Carl DeMaio, a newcomer to San Diego who quickly made a name for himself as a budget watchdog, barked up a storm in 2005. The city, he declared, was pushing a “stealth tax” — a boost of the local fees that hotel guests must pay when they visit town.

It was especially galling to DeMaio that city voters had twice turned down the tax, but the city kept pushing.

DeMaio 2005 may have a bone to pick with DeMaio 2012. Now a mayoral contender, he thinks not one but two taxes on hotel guests are just fine. He lauds one of them as a “public-private partnership.” (His opponent opposes both tax plans.)

So what happened? A spokesman says things have changed and the city is run more efficiently. That’s nice. But, as our Liam Dillon explains, that doesn’t explain how a terrible “stealth tax” transformed into a beneficial “public-private partnership.”

The Trouble with the Predict-Your-Tax Website

Michael Robertson, the local libertarian who founded and is a provocative opinion-slinger on our site and elsewhere, has created a new website ( that attempts to predict what will happen to your taxes if various increases are approved.

So does it work? Our Scott Lewis finds that the website calculator has problems — Robertson has been willing to make a tweak or two — and offers insight into how you can use it properly.   

Understanding the Education Propositions

If you watch TV or listen to the radio, you’ve been hearing about Props. 30 and 38, which both say they’ll help California schools by boosting taxes.

If both get a majority of votes, only the one with more votes will be enacted. Not surprisingly, this has led supporters of each proposition to target the other. And then there are the people, including self-proclaimed taxpayer advocates, who think they both stink.

If you’re not sure what to vote for (or against), check our voters guide to the two ballot measures. Meanwhile, columnist George Skelton of the L.A. Times offers his view: “Passage of Gov. Brown’s Prop. 30 would spare schools and universities. But a Prop. 38 victory would trigger big reductions.”

• Everything’s coming up voter guides: The U-T has posted its own look at national, state and local races, including links to its endorsements. Missing at least so far, is an endorsement in the 51st Congressional District, where state Sen. Juan Vargas, a Democrat, is a shoo-in to replace Rep. Bob Filner, who is vacating his seat to run for mayor.
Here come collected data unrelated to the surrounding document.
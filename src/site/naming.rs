//! Filename derivation for new entries.

use chrono::{DateTime, FixedOffset};

/// Extension every stored entry carries.
pub const MARKDOWN_EXT: &str = ".md";

/// Longest sanitized title, in bytes.
pub const MAX_TITLE_LEN: usize = 100;

/// Characters dropped from titles before they become filenames.
const ILLEGAL_CHARS: [char; 11] = ['/', '\\', ':', '*', '?', '"', '<', '>', '|', '\n', '\r'];

/// Turn a title into a filesystem-safe filename stem.
///
/// Illegal characters are deleted, spaces become hyphens, and the result is
/// cut to [`MAX_TITLE_LEN`] bytes. Case and non-ASCII text are left alone.
pub fn sanitize_title(title: &str) -> String {
    let mut cleaned: String = title
        .chars()
        .filter(|c| !ILLEGAL_CHARS.contains(c))
        .map(|c| if c == ' ' { '-' } else { c })
        .collect();

    if cleaned.len() > MAX_TITLE_LEN {
        // Never split a multi-byte character.
        let mut end = MAX_TITLE_LEN;
        while !cleaned.is_char_boundary(end) {
            end -= 1;
        }
        cleaned.truncate(end);
    }

    cleaned
}

/// Append `.md` unless the name already ends with it (case-sensitive).
pub fn ensure_markdown_ext(name: &str) -> String {
    if name.ends_with(MARKDOWN_EXT) {
        name.to_string()
    } else {
        format!("{name}{MARKDOWN_EXT}")
    }
}

/// `{YYYYMMDDHHMMSS}-{sanitized title}.md`, in the date's own zone.
pub fn default_filename(title: &str, date: &DateTime<FixedOffset>) -> String {
    format!(
        "{}-{}{}",
        date.format("%Y%m%d%H%M%S"),
        sanitize_title(title),
        MARKDOWN_EXT
    )
}

/// Pick the filename for a submission: the caller's choice if given,
/// otherwise one synthesized from the date and title.
pub fn resolve_filename(
    requested: Option<&str>,
    title: &str,
    date: &DateTime<FixedOffset>,
) -> String {
    match requested {
        Some(name) if !name.is_empty() => ensure_markdown_ext(name),
        _ => default_filename(title, date),
    }
}

#[cfg(test)]
mod tests {
    use super::*;
    use chrono::TimeZone;

    fn cst_date() -> DateTime<FixedOffset> {
        FixedOffset::east_opt(8 * 3600)
            .unwrap()
            .with_ymd_and_hms(2025, 3, 9, 7, 5, 1)
            .unwrap()
    }

    #[test]
    fn test_sanitize_removes_illegal_chars() {
        assert_eq!(sanitize_title("a/b\\c:d*e?f\"g<h>i|j\nk\rl"), "abcdefghijkl");
    }

    #[test]
    fn test_sanitize_replaces_spaces() {
        assert_eq!(sanitize_title("Hello World  again"), "Hello-World--again");
    }

    #[test]
    fn test_sanitize_preserves_case_and_unicode() {
        assert_eq!(sanitize_title("Café Über 你好"), "Café-Über-你好");
    }

    #[test]
    fn test_sanitize_truncates() {
        let long = "x".repeat(250);
        assert_eq!(sanitize_title(&long).len(), MAX_TITLE_LEN);

        // Truncation applies after removal, so removed chars don't count.
        let padded = format!("{}{}", "?".repeat(50), "y".repeat(100));
        assert_eq!(sanitize_title(&padded), "y".repeat(100));
    }

    #[test]
    fn test_sanitize_truncates_on_char_boundary() {
        // 3-byte characters: 33 of them fill 99 bytes, the 34th would overflow.
        let title = "你".repeat(40);
        let cleaned = sanitize_title(&title);
        assert!(cleaned.len() <= MAX_TITLE_LEN);
        assert_eq!(cleaned, "你".repeat(33));
    }

    #[test]
    fn test_sanitize_output_is_always_safe() {
        let slashes = "/ ".repeat(200);
        let words = "ab cd".repeat(60);
        let inputs: [&str; 7] = [
            "",
            " ",
            "plain",
            "a b/c\\d:e*f?g\"h<i>j|k\nl\rm",
            "   leading and trailing   ",
            &slashes,
            &words,
        ];
        for input in inputs {
            let out = sanitize_title(input);
            assert!(out.len() <= MAX_TITLE_LEN, "too long for {input:?}");
            assert!(!out.contains(' '), "space left in {out:?}");
            assert!(!out.chars().any(|c| ILLEGAL_CHARS.contains(&c)), "illegal char in {out:?}");
        }
    }

    #[test]
    fn test_ensure_markdown_ext() {
        assert_eq!(ensure_markdown_ext("note"), "note.md");
        assert_eq!(ensure_markdown_ext("note.md"), "note.md");
        assert_eq!(ensure_markdown_ext("note.MD"), "note.MD.md");
        assert_eq!(ensure_markdown_ext("note.txt"), "note.txt.md");
        assert_eq!(ensure_markdown_ext("archive.md.bak"), "archive.md.bak.md");
    }

    #[test]
    fn test_default_filename() {
        assert_eq!(
            default_filename("Hello World", &cst_date()),
            "20250309070501-Hello-World.md"
        );
    }

    #[test]
    fn test_resolve_filename() {
        let date = cst_date();
        assert_eq!(resolve_filename(Some("custom"), "ignored", &date), "custom.md");
        assert_eq!(resolve_filename(Some("custom.md"), "ignored", &date), "custom.md");
        assert_eq!(resolve_filename(Some(""), "T", &date), "20250309070501-T.md");
        assert_eq!(resolve_filename(None, "T", &date), "20250309070501-T.md");
    }

    #[test]
    fn test_resolved_filename_has_single_md_suffix() {
        let date = cst_date();
        for requested in [None, Some("a"), Some("a.md"), Some("b.txt")] {
            let name = resolve_filename(requested, "title", &date);
            assert!(name.ends_with(".md"));
            assert!(!name.ends_with(".md.md"), "double suffix in {name}");
        }
    }
}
Vargas’ opponent, Republican Michael Crimmins, got just 20 percent of the vote in the June primary.

Exploring the Mystery of Junior Seau

Not too long ago, the U-T hired a contributor — Jill Lieber Steeg, a journalist who co-owns a sports management and marketing company — to explore the life and death of Chargers icon Junior Seau. After a five-month investigation, the paper has published the first story in a two-part series about the man.

The article pulls back the lens for a look at the troubles that often face pro football players after their careers: “Within two years of retiring, three out of four NFL players will be one or more of the following: alcohol or drug addicted; divorced; or financially distressed/bankrupt. Junior Seau was all three.”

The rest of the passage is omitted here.